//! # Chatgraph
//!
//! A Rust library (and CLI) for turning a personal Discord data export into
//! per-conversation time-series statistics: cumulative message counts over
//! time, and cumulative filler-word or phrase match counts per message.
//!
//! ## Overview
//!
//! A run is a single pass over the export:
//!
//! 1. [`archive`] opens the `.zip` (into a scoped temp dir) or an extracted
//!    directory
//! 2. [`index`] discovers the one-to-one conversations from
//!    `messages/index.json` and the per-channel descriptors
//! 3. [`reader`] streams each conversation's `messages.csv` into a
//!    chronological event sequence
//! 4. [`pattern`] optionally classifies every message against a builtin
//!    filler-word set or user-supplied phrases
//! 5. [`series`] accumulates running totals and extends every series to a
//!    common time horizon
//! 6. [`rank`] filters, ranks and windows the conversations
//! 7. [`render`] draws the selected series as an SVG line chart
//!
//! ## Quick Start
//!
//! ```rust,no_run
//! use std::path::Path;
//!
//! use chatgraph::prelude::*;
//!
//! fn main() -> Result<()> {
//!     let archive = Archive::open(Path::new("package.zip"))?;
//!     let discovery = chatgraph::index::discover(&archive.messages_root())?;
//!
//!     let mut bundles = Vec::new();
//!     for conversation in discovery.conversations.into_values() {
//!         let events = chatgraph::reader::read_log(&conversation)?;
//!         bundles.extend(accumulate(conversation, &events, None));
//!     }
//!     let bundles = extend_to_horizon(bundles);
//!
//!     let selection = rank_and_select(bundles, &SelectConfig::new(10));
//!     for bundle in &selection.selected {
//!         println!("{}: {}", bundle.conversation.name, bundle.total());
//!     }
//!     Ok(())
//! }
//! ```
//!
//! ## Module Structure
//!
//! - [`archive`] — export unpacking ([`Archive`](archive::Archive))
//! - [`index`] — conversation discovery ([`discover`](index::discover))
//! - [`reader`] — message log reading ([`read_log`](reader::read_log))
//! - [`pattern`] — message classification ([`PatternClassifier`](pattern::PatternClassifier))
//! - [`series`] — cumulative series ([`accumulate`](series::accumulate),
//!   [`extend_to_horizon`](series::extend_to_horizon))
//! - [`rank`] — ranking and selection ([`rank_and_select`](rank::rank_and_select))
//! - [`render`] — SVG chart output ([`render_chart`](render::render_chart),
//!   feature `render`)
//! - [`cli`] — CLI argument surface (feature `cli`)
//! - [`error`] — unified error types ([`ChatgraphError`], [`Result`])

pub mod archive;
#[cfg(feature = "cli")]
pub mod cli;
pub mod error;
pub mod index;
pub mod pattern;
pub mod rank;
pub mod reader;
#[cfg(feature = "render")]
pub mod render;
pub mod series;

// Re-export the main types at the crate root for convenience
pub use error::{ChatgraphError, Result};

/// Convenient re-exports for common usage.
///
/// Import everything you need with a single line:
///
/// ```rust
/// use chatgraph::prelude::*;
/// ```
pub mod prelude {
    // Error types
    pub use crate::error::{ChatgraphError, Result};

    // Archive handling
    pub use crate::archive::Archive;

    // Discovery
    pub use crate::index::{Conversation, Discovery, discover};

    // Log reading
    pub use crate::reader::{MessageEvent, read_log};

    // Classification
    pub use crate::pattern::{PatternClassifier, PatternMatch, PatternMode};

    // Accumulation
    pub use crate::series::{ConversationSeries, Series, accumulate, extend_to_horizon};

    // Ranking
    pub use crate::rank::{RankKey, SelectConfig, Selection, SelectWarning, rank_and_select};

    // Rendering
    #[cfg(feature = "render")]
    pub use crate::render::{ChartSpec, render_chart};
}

+++

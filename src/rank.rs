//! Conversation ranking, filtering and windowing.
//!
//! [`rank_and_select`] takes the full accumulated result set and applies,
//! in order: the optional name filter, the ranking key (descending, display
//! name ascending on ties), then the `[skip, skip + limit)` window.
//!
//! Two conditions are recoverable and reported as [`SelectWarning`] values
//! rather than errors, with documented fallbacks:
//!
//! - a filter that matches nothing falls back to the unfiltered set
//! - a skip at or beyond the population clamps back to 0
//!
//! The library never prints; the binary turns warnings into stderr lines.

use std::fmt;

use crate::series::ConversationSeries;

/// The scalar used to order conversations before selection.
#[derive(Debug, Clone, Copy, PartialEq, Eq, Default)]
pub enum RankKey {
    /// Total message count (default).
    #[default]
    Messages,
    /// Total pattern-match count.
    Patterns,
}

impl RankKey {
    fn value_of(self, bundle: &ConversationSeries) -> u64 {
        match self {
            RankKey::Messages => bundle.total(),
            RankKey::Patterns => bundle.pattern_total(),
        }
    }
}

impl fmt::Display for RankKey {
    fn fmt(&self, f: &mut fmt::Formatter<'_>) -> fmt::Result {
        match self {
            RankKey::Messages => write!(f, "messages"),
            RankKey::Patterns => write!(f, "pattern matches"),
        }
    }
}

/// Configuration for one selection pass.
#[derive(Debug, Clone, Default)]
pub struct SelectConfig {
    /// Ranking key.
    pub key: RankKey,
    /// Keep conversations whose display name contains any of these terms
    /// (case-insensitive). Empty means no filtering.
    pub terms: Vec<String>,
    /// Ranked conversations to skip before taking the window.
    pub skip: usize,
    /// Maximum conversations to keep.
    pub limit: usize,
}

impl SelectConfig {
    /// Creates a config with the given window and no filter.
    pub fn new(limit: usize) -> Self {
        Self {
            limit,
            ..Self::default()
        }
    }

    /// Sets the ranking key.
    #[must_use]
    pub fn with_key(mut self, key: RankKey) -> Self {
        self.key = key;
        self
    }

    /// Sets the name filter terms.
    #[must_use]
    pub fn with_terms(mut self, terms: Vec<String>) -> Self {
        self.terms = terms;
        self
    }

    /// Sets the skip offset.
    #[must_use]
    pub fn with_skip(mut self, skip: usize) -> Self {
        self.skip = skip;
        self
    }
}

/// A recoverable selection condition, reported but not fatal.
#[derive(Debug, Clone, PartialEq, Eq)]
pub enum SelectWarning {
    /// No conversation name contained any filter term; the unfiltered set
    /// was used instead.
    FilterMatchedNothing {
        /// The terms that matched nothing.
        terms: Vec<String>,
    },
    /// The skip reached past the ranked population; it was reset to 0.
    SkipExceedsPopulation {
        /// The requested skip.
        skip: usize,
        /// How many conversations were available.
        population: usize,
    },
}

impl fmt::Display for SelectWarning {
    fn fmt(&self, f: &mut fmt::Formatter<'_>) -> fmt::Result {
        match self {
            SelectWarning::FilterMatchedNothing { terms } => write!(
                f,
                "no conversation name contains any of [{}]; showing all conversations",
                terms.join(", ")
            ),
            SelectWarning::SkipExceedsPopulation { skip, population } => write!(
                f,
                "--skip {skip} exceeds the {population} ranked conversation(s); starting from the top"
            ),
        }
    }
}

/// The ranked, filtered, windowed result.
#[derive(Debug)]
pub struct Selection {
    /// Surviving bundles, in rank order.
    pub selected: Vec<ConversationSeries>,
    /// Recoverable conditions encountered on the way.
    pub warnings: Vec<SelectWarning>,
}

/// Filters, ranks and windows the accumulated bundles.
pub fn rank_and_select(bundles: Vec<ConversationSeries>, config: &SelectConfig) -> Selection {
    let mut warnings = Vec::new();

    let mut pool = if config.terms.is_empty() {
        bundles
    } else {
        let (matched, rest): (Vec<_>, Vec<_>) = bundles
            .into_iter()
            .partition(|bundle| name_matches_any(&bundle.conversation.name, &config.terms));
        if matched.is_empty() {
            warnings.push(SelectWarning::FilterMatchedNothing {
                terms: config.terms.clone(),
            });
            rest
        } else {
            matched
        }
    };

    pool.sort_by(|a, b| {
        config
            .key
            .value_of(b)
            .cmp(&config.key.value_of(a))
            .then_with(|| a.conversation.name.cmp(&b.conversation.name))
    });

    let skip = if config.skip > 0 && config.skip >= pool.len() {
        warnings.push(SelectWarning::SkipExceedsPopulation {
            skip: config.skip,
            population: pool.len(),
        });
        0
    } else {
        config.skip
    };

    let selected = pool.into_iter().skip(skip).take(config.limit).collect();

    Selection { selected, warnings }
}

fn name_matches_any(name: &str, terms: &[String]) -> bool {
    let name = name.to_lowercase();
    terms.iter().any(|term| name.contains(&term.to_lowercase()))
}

+++

Exercise prompt → Restate word for word the entries above from the line with "pub struct SelectConfig" through the line with "pub enum SelectWarning", inclusive, leaving out everything else.

Task output →
pub struct SelectConfig {
    /// Ranking key.
    pub key: RankKey,
    /// Keep conversations whose display name contains any of these terms
    /// (case-insensitive). Empty means no filtering.
    pub terms: Vec<String>,
    /// Ranked conversations to skip before taking the window.
    pub skip: usize,
    /// Maximum conversations to keep.
    pub limit: usize,
}

impl SelectConfig {
    /// Creates a config with the given window and no filter.
    pub fn new(limit: usize) -> Self {
        Self {
            limit,
            ..Self::default()
        }
    }

    /// Sets the ranking key.
    #[must_use]
    pub fn with_key(mut self, key: RankKey) -> Self {
        self.key = key;
        self
    }

    /// Sets the name filter terms.
    #[must_use]
    pub fn with_terms(mut self, terms: Vec<String>) -> Self {
        self.terms = terms;
        self
    }

    /// Sets the skip offset.
    #[must_use]
    pub fn with_skip(mut self, skip: usize) -> Self {
        self.skip = skip;
        self
    }
}

/// A recoverable selection condition, reported but not fatal.
#[derive(Debug, Clone, PartialEq, Eq)]
pub enum SelectWarning {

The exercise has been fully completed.